Task prompt> For the data below, restate word for word only the lines from the line containing "repository fdf976e9ab7527a9" through the line containing "pub use indicatif::MultiProgress;", both ends included.
________________________________________
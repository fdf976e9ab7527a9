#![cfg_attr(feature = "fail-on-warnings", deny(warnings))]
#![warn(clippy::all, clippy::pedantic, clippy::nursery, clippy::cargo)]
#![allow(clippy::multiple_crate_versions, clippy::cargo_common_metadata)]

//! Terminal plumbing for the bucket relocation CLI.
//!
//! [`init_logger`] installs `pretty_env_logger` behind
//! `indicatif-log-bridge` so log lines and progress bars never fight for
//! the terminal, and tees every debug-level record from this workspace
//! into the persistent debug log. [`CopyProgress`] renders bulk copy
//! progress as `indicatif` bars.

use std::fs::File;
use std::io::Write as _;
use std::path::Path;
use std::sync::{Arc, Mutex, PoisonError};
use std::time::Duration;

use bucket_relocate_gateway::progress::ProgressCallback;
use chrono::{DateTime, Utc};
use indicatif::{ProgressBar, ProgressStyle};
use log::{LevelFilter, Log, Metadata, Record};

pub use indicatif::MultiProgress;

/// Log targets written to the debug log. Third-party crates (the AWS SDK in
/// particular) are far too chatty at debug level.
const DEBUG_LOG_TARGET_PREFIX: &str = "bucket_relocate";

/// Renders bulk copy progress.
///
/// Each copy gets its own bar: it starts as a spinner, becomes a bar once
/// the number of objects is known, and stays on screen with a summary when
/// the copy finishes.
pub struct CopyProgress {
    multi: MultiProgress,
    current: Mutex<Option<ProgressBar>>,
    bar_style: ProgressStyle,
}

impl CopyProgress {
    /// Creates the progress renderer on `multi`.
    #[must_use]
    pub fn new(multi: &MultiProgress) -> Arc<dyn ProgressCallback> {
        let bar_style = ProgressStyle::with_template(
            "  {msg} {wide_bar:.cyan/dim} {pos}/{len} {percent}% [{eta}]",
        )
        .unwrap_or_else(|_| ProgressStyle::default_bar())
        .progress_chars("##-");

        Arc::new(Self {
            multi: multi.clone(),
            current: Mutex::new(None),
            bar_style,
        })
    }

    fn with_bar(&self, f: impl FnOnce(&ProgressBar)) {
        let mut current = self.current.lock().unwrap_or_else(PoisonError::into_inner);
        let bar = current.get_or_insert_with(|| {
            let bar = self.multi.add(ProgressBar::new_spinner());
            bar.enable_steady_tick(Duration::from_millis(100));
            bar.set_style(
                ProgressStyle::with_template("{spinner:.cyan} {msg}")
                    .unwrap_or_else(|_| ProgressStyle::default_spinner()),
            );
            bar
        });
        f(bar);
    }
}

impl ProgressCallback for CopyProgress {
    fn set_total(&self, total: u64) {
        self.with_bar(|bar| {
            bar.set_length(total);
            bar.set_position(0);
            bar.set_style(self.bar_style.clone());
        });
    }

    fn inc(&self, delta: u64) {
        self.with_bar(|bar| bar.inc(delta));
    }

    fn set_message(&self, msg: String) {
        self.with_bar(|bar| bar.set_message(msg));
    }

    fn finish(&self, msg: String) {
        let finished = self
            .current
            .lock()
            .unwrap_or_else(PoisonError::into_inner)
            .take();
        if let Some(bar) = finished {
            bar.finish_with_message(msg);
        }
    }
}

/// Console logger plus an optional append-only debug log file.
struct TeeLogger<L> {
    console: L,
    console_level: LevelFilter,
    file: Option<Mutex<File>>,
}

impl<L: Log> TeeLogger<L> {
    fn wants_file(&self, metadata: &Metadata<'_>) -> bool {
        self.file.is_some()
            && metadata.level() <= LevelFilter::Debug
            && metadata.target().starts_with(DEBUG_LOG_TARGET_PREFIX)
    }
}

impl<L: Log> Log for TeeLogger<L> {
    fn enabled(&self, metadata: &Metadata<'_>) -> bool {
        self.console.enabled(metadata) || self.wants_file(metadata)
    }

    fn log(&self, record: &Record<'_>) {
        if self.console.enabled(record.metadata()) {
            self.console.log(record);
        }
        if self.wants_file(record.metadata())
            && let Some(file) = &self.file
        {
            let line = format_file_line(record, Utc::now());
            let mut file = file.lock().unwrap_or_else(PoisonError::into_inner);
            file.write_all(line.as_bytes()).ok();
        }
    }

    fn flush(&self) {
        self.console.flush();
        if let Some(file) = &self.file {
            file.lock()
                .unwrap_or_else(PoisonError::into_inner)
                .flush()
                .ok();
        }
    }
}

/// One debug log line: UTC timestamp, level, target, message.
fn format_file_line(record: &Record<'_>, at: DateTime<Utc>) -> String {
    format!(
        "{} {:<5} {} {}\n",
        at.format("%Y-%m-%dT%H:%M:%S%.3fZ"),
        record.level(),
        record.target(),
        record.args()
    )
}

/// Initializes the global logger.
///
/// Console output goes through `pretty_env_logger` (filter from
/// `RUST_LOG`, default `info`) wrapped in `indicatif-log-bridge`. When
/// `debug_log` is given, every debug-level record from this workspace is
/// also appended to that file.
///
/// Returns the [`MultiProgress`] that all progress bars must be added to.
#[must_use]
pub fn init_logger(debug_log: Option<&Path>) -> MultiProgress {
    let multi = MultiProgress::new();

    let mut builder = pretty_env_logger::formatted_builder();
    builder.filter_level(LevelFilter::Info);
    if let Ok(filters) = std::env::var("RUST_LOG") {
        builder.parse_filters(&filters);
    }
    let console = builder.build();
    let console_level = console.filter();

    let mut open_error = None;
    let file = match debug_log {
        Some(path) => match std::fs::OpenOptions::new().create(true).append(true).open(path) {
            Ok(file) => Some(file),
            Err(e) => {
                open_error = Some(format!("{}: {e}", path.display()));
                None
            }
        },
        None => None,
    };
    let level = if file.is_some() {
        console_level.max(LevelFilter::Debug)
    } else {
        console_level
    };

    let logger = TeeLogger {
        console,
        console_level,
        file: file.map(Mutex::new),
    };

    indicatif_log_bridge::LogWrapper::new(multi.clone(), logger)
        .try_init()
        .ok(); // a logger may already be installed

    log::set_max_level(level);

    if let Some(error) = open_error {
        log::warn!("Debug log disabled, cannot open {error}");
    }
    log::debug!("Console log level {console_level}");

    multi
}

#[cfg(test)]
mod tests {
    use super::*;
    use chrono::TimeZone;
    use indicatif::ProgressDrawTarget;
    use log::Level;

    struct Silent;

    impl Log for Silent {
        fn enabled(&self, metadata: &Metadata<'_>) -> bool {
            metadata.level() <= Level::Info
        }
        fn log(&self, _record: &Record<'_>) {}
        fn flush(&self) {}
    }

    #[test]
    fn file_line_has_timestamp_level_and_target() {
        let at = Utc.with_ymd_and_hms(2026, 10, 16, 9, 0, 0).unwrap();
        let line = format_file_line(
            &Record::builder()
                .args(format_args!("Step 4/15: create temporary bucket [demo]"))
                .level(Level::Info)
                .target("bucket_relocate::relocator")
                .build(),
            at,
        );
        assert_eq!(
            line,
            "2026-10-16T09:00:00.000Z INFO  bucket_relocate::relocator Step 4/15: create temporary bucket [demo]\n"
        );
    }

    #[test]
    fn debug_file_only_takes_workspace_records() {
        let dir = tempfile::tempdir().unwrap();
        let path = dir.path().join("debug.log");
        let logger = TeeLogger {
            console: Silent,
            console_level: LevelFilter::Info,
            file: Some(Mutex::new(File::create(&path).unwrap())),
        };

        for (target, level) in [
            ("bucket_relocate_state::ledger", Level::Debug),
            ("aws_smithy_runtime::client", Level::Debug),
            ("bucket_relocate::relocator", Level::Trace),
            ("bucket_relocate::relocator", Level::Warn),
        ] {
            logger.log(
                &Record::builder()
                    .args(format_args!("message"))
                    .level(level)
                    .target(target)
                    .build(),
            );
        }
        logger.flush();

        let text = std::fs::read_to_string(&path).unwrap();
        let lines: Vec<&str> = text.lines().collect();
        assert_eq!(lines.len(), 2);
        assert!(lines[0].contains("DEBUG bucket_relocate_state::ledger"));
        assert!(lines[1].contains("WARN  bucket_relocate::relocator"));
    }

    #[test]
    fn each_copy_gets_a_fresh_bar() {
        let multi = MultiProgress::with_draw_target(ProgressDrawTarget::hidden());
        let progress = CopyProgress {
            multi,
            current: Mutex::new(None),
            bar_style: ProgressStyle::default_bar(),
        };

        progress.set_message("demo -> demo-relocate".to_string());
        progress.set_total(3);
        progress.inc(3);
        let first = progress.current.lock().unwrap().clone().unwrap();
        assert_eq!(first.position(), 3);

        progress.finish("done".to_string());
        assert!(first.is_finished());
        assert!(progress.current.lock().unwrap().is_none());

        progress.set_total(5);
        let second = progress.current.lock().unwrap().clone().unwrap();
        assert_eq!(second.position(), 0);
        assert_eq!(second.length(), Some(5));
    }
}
________________________________________
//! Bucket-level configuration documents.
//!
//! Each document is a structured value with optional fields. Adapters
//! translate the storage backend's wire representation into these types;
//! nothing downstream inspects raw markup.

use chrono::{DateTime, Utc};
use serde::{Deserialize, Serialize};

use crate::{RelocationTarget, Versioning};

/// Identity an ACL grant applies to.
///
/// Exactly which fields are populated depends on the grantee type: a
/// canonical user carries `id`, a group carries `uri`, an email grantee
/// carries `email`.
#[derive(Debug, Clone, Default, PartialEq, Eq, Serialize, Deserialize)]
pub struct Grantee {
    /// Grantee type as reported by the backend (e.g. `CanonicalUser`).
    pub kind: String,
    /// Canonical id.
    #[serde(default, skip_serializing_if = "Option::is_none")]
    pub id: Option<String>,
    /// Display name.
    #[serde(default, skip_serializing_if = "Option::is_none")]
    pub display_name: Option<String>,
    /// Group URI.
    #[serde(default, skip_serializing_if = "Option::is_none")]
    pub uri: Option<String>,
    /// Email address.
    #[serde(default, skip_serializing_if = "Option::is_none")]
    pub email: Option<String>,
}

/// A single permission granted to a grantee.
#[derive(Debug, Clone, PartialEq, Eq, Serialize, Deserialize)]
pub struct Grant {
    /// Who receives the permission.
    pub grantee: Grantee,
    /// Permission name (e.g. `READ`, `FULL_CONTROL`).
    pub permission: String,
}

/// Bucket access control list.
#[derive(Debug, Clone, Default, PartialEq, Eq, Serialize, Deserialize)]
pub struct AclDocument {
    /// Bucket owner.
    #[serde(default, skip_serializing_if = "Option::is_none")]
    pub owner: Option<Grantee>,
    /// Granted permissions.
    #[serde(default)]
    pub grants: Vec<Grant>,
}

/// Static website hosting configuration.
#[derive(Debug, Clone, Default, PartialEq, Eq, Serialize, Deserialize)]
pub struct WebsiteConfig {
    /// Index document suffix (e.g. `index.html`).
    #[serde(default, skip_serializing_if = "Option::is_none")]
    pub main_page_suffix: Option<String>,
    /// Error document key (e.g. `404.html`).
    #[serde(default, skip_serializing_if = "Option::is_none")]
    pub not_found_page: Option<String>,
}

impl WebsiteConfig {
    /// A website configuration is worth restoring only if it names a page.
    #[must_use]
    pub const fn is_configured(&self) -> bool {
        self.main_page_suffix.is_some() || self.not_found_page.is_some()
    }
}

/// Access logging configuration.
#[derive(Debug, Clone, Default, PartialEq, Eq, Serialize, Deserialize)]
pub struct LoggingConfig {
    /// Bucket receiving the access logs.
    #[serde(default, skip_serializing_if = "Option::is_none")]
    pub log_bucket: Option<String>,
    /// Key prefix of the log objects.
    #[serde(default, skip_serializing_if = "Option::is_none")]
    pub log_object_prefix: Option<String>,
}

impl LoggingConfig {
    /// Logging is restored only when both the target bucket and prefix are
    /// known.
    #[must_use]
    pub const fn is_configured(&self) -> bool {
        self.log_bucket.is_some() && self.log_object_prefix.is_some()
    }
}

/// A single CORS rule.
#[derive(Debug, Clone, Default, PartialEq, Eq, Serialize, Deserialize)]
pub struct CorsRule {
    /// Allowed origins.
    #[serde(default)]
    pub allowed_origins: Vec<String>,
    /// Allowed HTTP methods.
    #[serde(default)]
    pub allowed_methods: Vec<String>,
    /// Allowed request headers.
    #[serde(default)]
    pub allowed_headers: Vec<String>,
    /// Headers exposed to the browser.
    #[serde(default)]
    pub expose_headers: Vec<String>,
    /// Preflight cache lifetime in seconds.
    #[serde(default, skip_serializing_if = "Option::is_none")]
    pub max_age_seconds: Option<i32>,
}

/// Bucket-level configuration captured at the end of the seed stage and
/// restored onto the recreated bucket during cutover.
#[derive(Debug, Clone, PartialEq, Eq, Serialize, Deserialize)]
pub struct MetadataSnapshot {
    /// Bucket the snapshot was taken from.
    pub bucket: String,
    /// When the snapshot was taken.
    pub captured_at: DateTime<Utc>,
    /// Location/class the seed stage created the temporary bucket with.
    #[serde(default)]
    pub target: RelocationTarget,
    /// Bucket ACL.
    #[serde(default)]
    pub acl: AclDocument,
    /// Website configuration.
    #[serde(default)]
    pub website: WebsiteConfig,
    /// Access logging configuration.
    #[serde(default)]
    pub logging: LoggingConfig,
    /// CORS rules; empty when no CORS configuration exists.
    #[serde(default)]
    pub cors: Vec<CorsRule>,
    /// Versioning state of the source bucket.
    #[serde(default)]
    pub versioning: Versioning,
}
________________________________________
Answer to this task>
repository fdf976e9ab7527a9
#![cfg_attr(feature = "fail-on-warnings", deny(warnings))]
#![warn(clippy::all, clippy::pedantic, clippy::nursery, clippy::cargo)]
#![allow(clippy::multiple_crate_versions, clippy::cargo_common_metadata)]

//! Terminal plumbing for the bucket relocation CLI.
//!
//! [`init_logger`] installs `pretty_env_logger` behind
//! `indicatif-log-bridge` so log lines and progress bars never fight for
//! the terminal, and tees every debug-level record from this workspace
//! into the persistent debug log. [`CopyProgress`] renders bulk copy
//! progress as `indicatif` bars.

use std::fs::File;
use std::io::Write as _;
use std::path::Path;
use std::sync::{Arc, Mutex, PoisonError};
use std::time::Duration;

use bucket_relocate_gateway::progress::ProgressCallback;
use chrono::{DateTime, Utc};
use indicatif::{ProgressBar, ProgressStyle};
use log::{LevelFilter, Log, Metadata, Record};

pub use indicatif::MultiProgress;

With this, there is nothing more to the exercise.